Dec 22nd he came to our house to celebrate Christmas with us. My Aunt Toni, Uncle Alan, and Chrissy, Kali and Uncle Greg always buy for each other, but not everyone in the family does, so we try to have our own little gathering so we can exchange presents and spend some time together. That evening Uncle Greg seemed really tired and pretty lethargic in general. He was very quiet and feel asleep on the couch (which was not abnormal). While we sat around at the table eating and chatting he would chime in every once in a while but he was always good at just listening to the conversation and smiling. When we got up from the table he needed help putting on his jacket, he said he was cold. I was happy he even asked for help, but I gladly am always there to help him! He was always just a warm personality and a good feeling. I got to say goodbye to him twice that night. Once, he thought he was leaving, but did not and the second time when he was really leaving. When he was helped up from the couch he gave me the biggest hug and said he loved me. I love you too Uncle Greg I said as I hugged him back. We thanked him for the gifts, the kids gave him hugs and off they went out the door. Little did I know those were going to be the last words I heard him speak. 

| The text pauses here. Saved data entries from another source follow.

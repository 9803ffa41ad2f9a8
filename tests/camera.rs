//! Free camera scenarios driven through the controller and input state

use cgmath::{InnerSpace, Point3, Vector2, Vector3};
use rand::rngs::StdRng;
use rand::{Rng, SeedableRng};
use winit::event::ElementState;
use winit::keyboard::KeyCode;

use meadow::config::CameraConfig;
use meadow::gfx::camera::free_camera::direction_from_angles;
use meadow::gfx::camera::{CameraManager, FreeCamera, FreeCameraController, GROUND_CLAMP_Y};
use meadow::input::{CursorMode, InputState};

const WIDTH: u32 = 1600;
const HEIGHT: u32 = 1200;

fn centre() -> Vector2<f32> {
    Vector2::new(WIDTH as f32 / 2.0, HEIGHT as f32 / 2.0)
}

fn manager() -> CameraManager {
    let config = CameraConfig::default();
    CameraManager::new(
        FreeCamera::new(&config, WIDTH, HEIGHT),
        // One step per frame regardless of frame time
        FreeCameraController::new(None),
    )
}

fn press(input: &mut InputState, key: KeyCode) {
    input.key_event(key, ElementState::Pressed, false);
}

fn release(input: &mut InputState, key: KeyCode) {
    input.key_event(key, ElementState::Released, false);
}

#[test]
fn one_forward_step_from_origin_lands_on_the_ground_clamp() {
    let mut manager = manager();
    let mut input = InputState::new(centre());

    press(&mut input, KeyCode::KeyW);
    manager.update(&input, 1.0 / 60.0);

    let position = manager.camera.position();
    assert_eq!(position.x, 0.0);
    assert_eq!(position.y, 1.0);
    assert!((position.z + 0.5).abs() < 1e-6);
}

#[test]
fn view_direction_follows_yaw_and_pitch() {
    let mut manager = manager();
    let mut input = InputState::new(centre());

    input.cursor_moved(centre().x + 40.0, centre().y - 100.0, CursorMode::Free);
    manager.update(&input, 1.0 / 60.0);

    let camera = &manager.camera;
    let (yaw, pitch) = (camera.yaw(), camera.pitch());
    assert!((yaw - (-90.0 + 40.0 * 0.15)).abs() < 1e-4);
    assert!((pitch - 15.0).abs() < 1e-4);

    let expected = direction_from_angles(yaw, pitch);
    assert!((camera.view_direction() - expected).magnitude() < 1e-6);

    let (yaw, pitch) = (yaw.to_radians(), pitch.to_radians());
    let by_hand = [yaw.cos() * pitch.cos(), pitch.sin(), yaw.sin() * pitch.cos()];
    let actual = camera.view_direction();
    for (a, b) in [actual.x, actual.y, actual.z].into_iter().zip(by_hand) {
        assert!((a - b).abs() < 1e-5);
    }
}

#[test]
fn extreme_cursor_travel_clamps_pitch() {
    let mut manager = manager();
    let mut input = InputState::new(centre());

    input.cursor_moved(centre().x, -10_000.0, CursorMode::Free);
    manager.update(&input, 1.0 / 60.0);
    assert_eq!(manager.camera.pitch(), 89.0);

    input.cursor_moved(centre().x, 20_000.0, CursorMode::Free);
    manager.update(&input, 1.0 / 60.0);
    assert_eq!(manager.camera.pitch(), -89.0);
}

#[test]
fn view_direction_matches_yaw_and_pitch_under_random_looks() {
    let mut manager = manager();
    let mut input = InputState::new(centre());
    let mut rng = StdRng::seed_from_u64(0x6d65_6164);

    for _ in 0..500 {
        let x = rng.random::<f32>() * 4000.0 - 1000.0;
        let y = rng.random::<f32>() * 4000.0 - 1000.0;
        input.cursor_moved(x, y, CursorMode::Free);
        manager.update(&input, 1.0 / 60.0);

        let camera = &manager.camera;
        assert!((camera.view_direction().magnitude() - 1.0).abs() < 1e-5);
        assert!(camera.pitch().abs() <= 89.0);

        let (yaw, pitch) = (camera.yaw().to_radians(), camera.pitch().to_radians());
        let expected = Vector3::new(yaw.cos() * pitch.cos(), pitch.sin(), yaw.sin() * pitch.cos());
        assert!((camera.view_direction() - expected).magnitude() < 1e-4);
    }
}

#[test]
fn camera_never_goes_below_the_ground() {
    let mut manager = manager();
    let mut input = InputState::new(centre());
    let mut rng = StdRng::seed_from_u64(42);
    let keys = [
        KeyCode::KeyW,
        KeyCode::KeyA,
        KeyCode::KeyS,
        KeyCode::KeyD,
        KeyCode::Space,
        KeyCode::ShiftLeft,
    ];

    manager.camera.set_position(0.0, 5.0, 0.0);
    // Look steeply down so forward motion pushes into the ground
    input.cursor_moved(centre().x, centre().y + 1000.0, CursorMode::Free);

    for _ in 0..300 {
        for key in keys {
            if rng.random::<f32>() < 0.5 {
                press(&mut input, key);
            } else {
                release(&mut input, key);
            }
        }
        manager.update(&input, 1.0 / 60.0);
        input.end_frame();
        assert!(manager.camera.position().y >= GROUND_CLAMP_Y);
    }
}

#[test]
fn projection_is_fixed_at_construction() {
    let mut manager = manager();
    let mut input = InputState::new(centre());
    let before = manager.camera.projection_matrix();

    press(&mut input, KeyCode::KeyD);
    input.cursor_moved(100.0, 900.0, CursorMode::Free);
    for _ in 0..10 {
        manager.update(&input, 1.0 / 60.0);
    }

    let after = manager.camera.projection_matrix();
    let bits = |m: cgmath::Matrix4<f32>| {
        let columns: [[f32; 4]; 4] = m.into();
        columns.map(|c| c.map(f32::to_bits))
    };
    assert_eq!(bits(before), bits(after));
}

#[test]
fn still_cursor_leaves_orientation_alone() {
    let mut manager = manager();
    let mut input = InputState::new(centre());

    input.cursor_moved(900.0, 500.0, CursorMode::Free);
    manager.update(&input, 1.0 / 60.0);
    let (yaw, pitch, direction) = (
        manager.camera.yaw(),
        manager.camera.pitch(),
        manager.camera.view_direction(),
    );

    for _ in 0..5 {
        manager.update(&input, 1.0 / 60.0);
    }
    assert_eq!(manager.camera.yaw(), yaw);
    assert_eq!(manager.camera.pitch(), pitch);
    assert_eq!(manager.camera.view_direction(), direction);
}

#[test]
fn locked_cursor_turns_the_camera_from_raw_motion() {
    let mut manager = manager();
    let mut input = InputState::new(centre());

    input.mouse_motion(-20.0, 0.0, CursorMode::Locked);
    // Absolute cursor events are ignored while locked
    input.cursor_moved(0.0, 0.0, CursorMode::Locked);
    manager.update(&input, 1.0 / 60.0);

    assert!((manager.camera.yaw() - (-93.0)).abs() < 1e-4);
    assert_eq!(manager.camera.position(), Point3::new(0.0, 0.0, 0.0));
}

I feel very blessed to have had him in my life and how close we got over the years. He always treated my kids like they were his grandkids. They called him Grandpa Greg just like his own and he always had a hug and kiss for them. He made it a point to come to every birthday party and every Holiday that we had, he was such a quiet "in the background" kinda guy, and I miss that so much! Even last month he sat down to explain to me how much I mean to him and how he would do anything for us, just like I was his daughter. That man always had such sweet things to say and a heart of gold. 

I am grateful to stay so close to his family. My cousin Chrissy is like a sister to me and her daughter is my God Daughter! I am thankful for them in my life and happy they will always be a constant reminder of Uncle Greg in our lives! Of course nothing feels real yet. Even being at his house over the last few weeks doesn't feel real. Over the weekend I was helping Chrissy clean up, organize and pack Uncle Greg's room and it was just a very sad feeling. Sad, knowing I won't get his big hugs anymore or sit and be able to watch a movie with him. Sad he was gone way too young. But so happy he is reunited with his love. Happy my mom and Aunt Jan get to celebrate his life with him. Happy that he no longer is a worry to anyone who might watch him walk or just worry about him and his health in general. He was so loved by anyone who ever had the pleasure of getting to know. Rest in Peace dear Uncle Greg, so glad I was able to hug and kiss you and tell you I love you hours before you passed. Give my two favorites ladies a hug from me.